This opinion will be unpublished and
may not be cited except as provided by
Minn. Stat. § 480A.08, subd. 3 (2014).
STATE OF MINNESOTA
IN COURT OF APPEALS
A15-1849
Wolf, Rohr, Gemberling & Allen, P. A.,
Respondent,
vs.
Margots Kapacs,
Appellant.
Filed June 20, 2016
Affirmed
Hooten, Judge
Hennepin County District Court
File No. 27-CV-15-7833
Sarah B. Quigley, Quigley Law Firm, PLLC, Minneapolis, Minnesota (for respondent)
Margots Kapacs, Minneapolis, Minnesota (pro se appellant)
Considered and decided by Hooten, Presiding Judge; Worke, Judge; and Smith,
Tracy, Judge.
UNPUBLISHED OPINION
HOOTEN, Judge
In this attorney fee dispute, appellant challenges the district court’s order granting
summary judgment in favor of respondent law firm, arguing primarily that the law firm
was required to obtain his consent before providing further services once his retainer was
exhausted. We affirm.
FACTS
In July 2013, appellant Margots Kapacs retained respondent Wolf, Rohr,
Gemberling & Allen, P.A. (law firm) to represent him in marital dissolution proceedings.
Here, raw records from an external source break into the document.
#[cfg(test)]
mod tests {
    use super::*;
    use crate::models::Record;

    fn table() -> Table {
        let mut table = Table::new();
        for (case, fmt, a, b) in [
            ("case 1", "un", 5.0, 7.0),
            ("case 1", "st", 1.0, 2.0),
            ("case 2", "un", 6.0, 1.0),
        ] {
            table.push(
                Record::new()
                    .with("case", case)
                    .with("fmts", fmt)
                    .with("a", a)
                    .with("b", b),
            );
        }
        table
    }

    #[test]
    fn test_cumulative_sums() {
        assert_eq!(cumulative_sums(&[5.0, 7.0, 3.0]), vec![5.0, 12.0, 15.0]);
        assert!(cumulative_sums(&[]).is_empty());
    }

    #[test]
    fn test_parse_color() {
        assert_eq!(Rgb::parse("#f47264").unwrap(), Rgb(0xf4, 0x72, 0x64));
        assert_eq!(Rgb::parse("silver").unwrap(), Rgb::SILVER);
        assert!(matches!(Rgb::parse("f47264"), Err(RenderError::InvalidColor(_))));
        assert!(matches!(Rgb::parse("#zz0000"), Err(RenderError::InvalidColor(_))));
    }

    #[test]
    fn test_grouped_bars() {
        let series = [Series::new("un", Rgb::RED), Series::new("st", Rgb::BLUE)];
        let chart = BarChart::grouped(
            &table(),
            ("case", levels(&["case 1", "case 2"])),
            ("fmts", &series),
            "a",
        )
        .unwrap();

        assert_eq!(chart.values[0], vec![Some(5.0), Some(6.0)]);
        assert_eq!(chart.values[1], vec![Some(1.0), None]);
        assert_eq!(chart.max_value(), Some(6.0));
    }

    #[test]
    fn test_duplicate_cell_is_rejected() {
        let mut data = table();
        data.push(
            Record::new()
                .with("case", "case 2")
                .with("fmts", "un")
                .with("a", 1.0)
                .with("b", 1.0),
        );
        let series = [Series::new("un", Rgb::RED)];

        let result = BarChart::grouped(&data, ("case", levels(&["case 2"])), ("fmts", &series), "a");
        assert!(matches!(result, Err(RenderError::AmbiguousCell { .. })));
    }

    #[test]
    fn test_simple_bars_color_each_category() {
        let mut data = Table::new();
        data.push(Record::new().with("cs", "Uncompr").with("v", 2.0));
        data.push(Record::new().with("cs", "Best").with("v", 1.0));

        let chart = BarChart::simple(
            &data,
            ("cs", levels(&["Uncompr", "Best"])),
            &[Rgb::RED, Rgb::BLUE],
            "v",
        )
        .unwrap();

        assert!(!chart.dodge);
        assert_eq!(chart.series.len(), 2);
        assert_eq!(chart.values[1], vec![None, Some(1.0)]);
        assert_eq!(chart.series[1].color, Rgb::BLUE);
    }

    #[test]
    fn test_stacked_bars() {
        let series = [Series::new("un", Rgb::RED), Series::new("st", Rgb::BLUE)];
        let components = vec![
            Component {
                column: "a".to_string(),
                label: "A".to_string(),
                hatch: Hatch::Slash,
            },
            Component {
                column: "b".to_string(),
                label: "B".to_string(),
                hatch: Hatch::None,
            },
        ];

        let chart = StackedBarChart::build(
            &table(),
            ("case", levels(&["case 1", "case 2"])),
            ("fmts", &series),
            components,
            "column",
        )
        .unwrap();

        // base component
        assert_eq!(chart.stacked[0][0], vec![Some(5.0), Some(6.0)]);
        // cumulative top
        assert_eq!(chart.stacked[1][0], vec![Some(12.0), Some(7.0)]);
        assert_eq!(chart.stacked[1][1], vec![Some(3.0), None]);
        assert_eq!(chart.max_value(), Some(12.0));

        let legend = Legend::components(&chart);
        assert_eq!(legend.entries[0].label, "B");
        assert_eq!(legend.entries[1].hatch, Hatch::Slash);
    }

    #[test]
    fn test_stacked_paint_order_ends_with_base() {
        let series = [Series::new("un", Rgb::RED)];
        let components = ["a", "b"]
            .iter()
            .map(|c| Component {
                column: c.to_string(),
                label: c.to_uppercase(),
                hatch: Hatch::None,
            })
            .collect();

        let chart = StackedBarChart::build(
            &table(),
            ("case", levels(&["case 1"])),
            ("fmts", &series),
            components,
            "column",
        )
        .unwrap();

        let order: Vec<(&str, Option<f64>)> = chart
            .paint_order()
            .map(|(component, tops)| (component.column.as_str(), tops[0][0]))
            .collect();
        assert_eq!(order, vec![("b", Some(12.0)), ("a", Some(5.0))]);
    }

    #[test]
    fn test_swarm_points() {
        let series = [Series::new("un", Rgb::RED)];
        let chart = SwarmChart::build(
            &table(),
            ("case", levels(&["case 1", "case 2"])),
            ("fmts", &series),
            "a",
        )
        .unwrap()
        .with_floor(0.0);

        // the "st" row is outside the hue order
        assert_eq!(chart.points.len(), 2);
        assert_eq!(chart.points[1].category, 1);
        assert_eq!(chart.value_floor, Some(0.0));
    }

    #[test]
    fn test_swarm_offsets_spread_close_points() {
        let offsets = swarm_offsets(&[1.0, 1.01, 1.02, 5.0], 0.1, 0.1, 0.35);

        assert_eq!(offsets[0], 0.0);
        assert!((offsets[1] - 0.1).abs() < 1e-12);
        assert!((offsets[2] + 0.1).abs() < 1e-12);
        assert_eq!(offsets[3], 0.0);
    }

    #[test]
    fn test_legend_figure_name() {
        let legend = Legend::swatches(&["a", "b"], &[Rgb::RED, Rgb::BLUE], Marker::Circle);
        let figure = Figure::legend("figure5_singleop", legend);

        assert_eq!(figure.name, "figure5_singleop_legend");
        assert_eq!(figure.panels.len(), 1);
    }
}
Kapacs and the attorney who was to represent him signed a retainer agreement (agreement)
and, in accordance with the agreement, Kapacs paid the law firm an initial retainer of
$3,500. The agreement provided that in the event that the retainer was depleted, Kapacs
“may be notified of the need for an additional advance fee retainer.” Kapacs paid an
additional $1,200 to the law firm to be used as a retainer for the services of a financial
consultant in connection with the dissolution. As of January 2014, the law firm had
exhausted the initial retainer that Kapacs had paid. In February 2014, the law firm
submitted a bill to Kapacs that reflected services it had provided after the retainer had been
exhausted. The law firm withdrew from representing Kapacs in March 2014 as a result of
Kapacs’ failure to pay the bill. After a number of communications regarding the correction
of an error in the bill, Kapacs sent two emails to the law firm in July 2014, in which he
stated, “[The bill] is on my list to pay” and “I am accepting all [of] the bill,” with the
exception of one item that is not at issue in this appeal.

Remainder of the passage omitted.